**GIVEN DATA:**

• • • • • • •

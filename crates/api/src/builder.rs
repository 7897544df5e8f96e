//! Builder-related types.

use crate::*;
use std::sync::Arc;

/// The general lodr builder.
/// This contains both configuration and factory instances,
/// allowing construction of runtime module instances.
#[derive(Debug)]
pub struct Builder {
    /// The module configuration to be used when building modules.
    /// This can be loaded from disk or modified before freezing the builder.
    pub config: config::Config,

    /// The [PeerRegistryFactory] to be used for creating
    /// [PeerRegistry] instances.
    pub peer_registry: DynPeerRegistryFactory,

    /// The [ServerPoolFactory] to be used for creating
    /// [ServerPool] instances.
    pub server_pool: DynServerPoolFactory,

    /// The [ItemStoreFactory] to be used for creating
    /// [ItemStore] instances.
    pub item_store: DynItemStoreFactory,

    /// The [OdrFactory] to be used for creating [Odr] instances.
    pub odr: DynOdrFactory,
}

impl Builder {
    /// Construct a default config given the configured module factories.
    /// Note, this should be called before freezing the Builder instance
    /// in an Arc<>.
    pub fn with_default_config(mut self) -> LodrResult<Self> {
        {
            let Self {
                config,
                peer_registry,
                server_pool,
                item_store,
                odr,
            } = &mut self;

            peer_registry.default_config(config)?;
            server_pool.default_config(config)?;
            item_store.default_config(config)?;
            odr.default_config(config)?;
        }

        Ok(self)
    }

    /// Ask every module factory to validate the current configuration.
    pub fn validate_config(&self) -> LodrResult<()> {
        self.peer_registry.validate_config(&self.config)?;
        self.server_pool.validate_config(&self.config)?;
        self.item_store.validate_config(&self.config)?;
        self.odr.validate_config(&self.config)?;

        Ok(())
    }

    /// Freeze the builder and construct every module on top of the given
    /// transport and chain indexer.
    pub async fn build(
        self,
        transport: DynTransport,
        indexer: DynChainIndexer,
    ) -> LodrResult<LightClient> {
        self.validate_config()?;

        let builder = Arc::new(self);

        let peer_registry =
            builder.peer_registry.create(builder.clone()).await?;
        let server_pool = builder.server_pool.create(builder.clone()).await?;
        let item_store = builder.item_store.create(builder.clone()).await?;
        let odr = builder
            .odr
            .create(
                builder.clone(),
                peer_registry.clone(),
                server_pool.clone(),
                item_store.clone(),
                transport,
                indexer,
            )
            .await?;

        Ok(LightClient {
            builder,
            peer_registry,
            server_pool,
            item_store,
            odr,
        })
    }
}

/// The assembled retrieval core.
#[derive(Debug, Clone)]
pub struct LightClient {
    /// The frozen builder the modules were created from.
    pub builder: Arc<Builder>,

    /// The peer registry. The networking layer registers and unregisters
    /// peers here and forwards head announcements.
    pub peer_registry: DynPeerRegistry,

    /// The server pool. The networking layer asks it what to dial.
    pub server_pool: DynServerPool,

    /// The verified item cache.
    pub item_store: DynItemStore,

    /// The retrieval entry point.
    pub odr: DynOdr,
}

• • • • • • •

For this task, print the records again exactly as they appear.

**REPLY TO THE TASK:**
filename crates/api/src/builder.rs
repository 7897544df5e8f96e
//! Builder-related types.

use crate::*;
use std::sync::Arc;

/// The general lodr builder.
/// This contains both configuration and factory instances,
/// allowing construction of runtime module instances.
#[derive(Debug)]
pub struct Builder {
    /// The module configuration to be used when building modules.
    /// This can be loaded from disk or modified before freezing the builder.
    pub config: config::Config,

    /// The [PeerRegistryFactory] to be used for creating
    /// [PeerRegistry] instances.
    pub peer_registry: DynPeerRegistryFactory,

    /// The [ServerPoolFactory] to be used for creating
    /// [ServerPool] instances.
    pub server_pool: DynServerPoolFactory,

    /// The [ItemStoreFactory] to be used for creating
    /// [ItemStore] instances.
    pub item_store: DynItemStoreFactory,

    /// The [OdrFactory] to be used for creating [Odr] instances.
    pub odr: DynOdrFactory,
}

impl Builder {
    /// Construct a default config given the configured module factories.
    /// Note, this should be called before freezing the Builder instance
    /// in an Arc<>.
    pub fn with_default_config(mut self) -> LodrResult<Self> {
        {
            let Self {
                config,
                peer_registry,
                server_pool,
                item_store,
                odr,
            } = &mut self;

            peer_registry.default_config(config)?;
            server_pool.default_config(config)?;
            item_store.default_config(config)?;
            odr.default_config(config)?;
        }

        Ok(self)
    }

    /// Ask every module factory to validate the current configuration.
    pub fn validate_config(&self) -> LodrResult<()> {
        self.peer_registry.validate_config(&self.config)?;
        self.server_pool.validate_config(&self.config)?;
        self.item_store.validate_config(&self.config)?;
        self.odr.validate_config(&self.config)?;

        Ok(())
    }

    /// Freeze the builder and construct every module on top of the given
    /// transport and chain indexer.
    pub async fn build(
        self,
        transport: DynTransport,
        indexer: DynChainIndexer,
    ) -> LodrResult<LightClient> {
        self.validate_config()?;

        let builder = Arc::new(self);

        let peer_registry =
            builder.peer_registry.create(builder.clone()).await?;
        let server_pool = builder.server_pool.create(builder.clone()).await?;
        let item_store = builder.item_store.create(builder.clone()).await?;
        let odr = builder
            .odr
            .create(
                builder.clone(),
                peer_registry.clone(),
                server_pool.clone(),
                item_store.clone(),
                transport,
                indexer,
            )
            .await?;

        Ok(LightClient {
            builder,
            peer_registry,
            server_pool,
            item_store,
            odr,
        })
    }
}

/// The assembled retrieval core.
#[derive(Debug, Clone)]
pub struct LightClient {
    /// The frozen builder the modules were created from.
    pub builder: Arc<Builder>,

    /// The peer registry. The networking layer registers and unregisters
    /// peers here and forwards head announcements.
    pub peer_registry: DynPeerRegistry,

    /// The server pool. The networking layer asks it what to dial.
    pub server_pool: DynServerPool,

    /// The verified item cache.
    pub item_store: DynItemStore,

    /// The retrieval entry point.
    pub odr: DynOdr,
}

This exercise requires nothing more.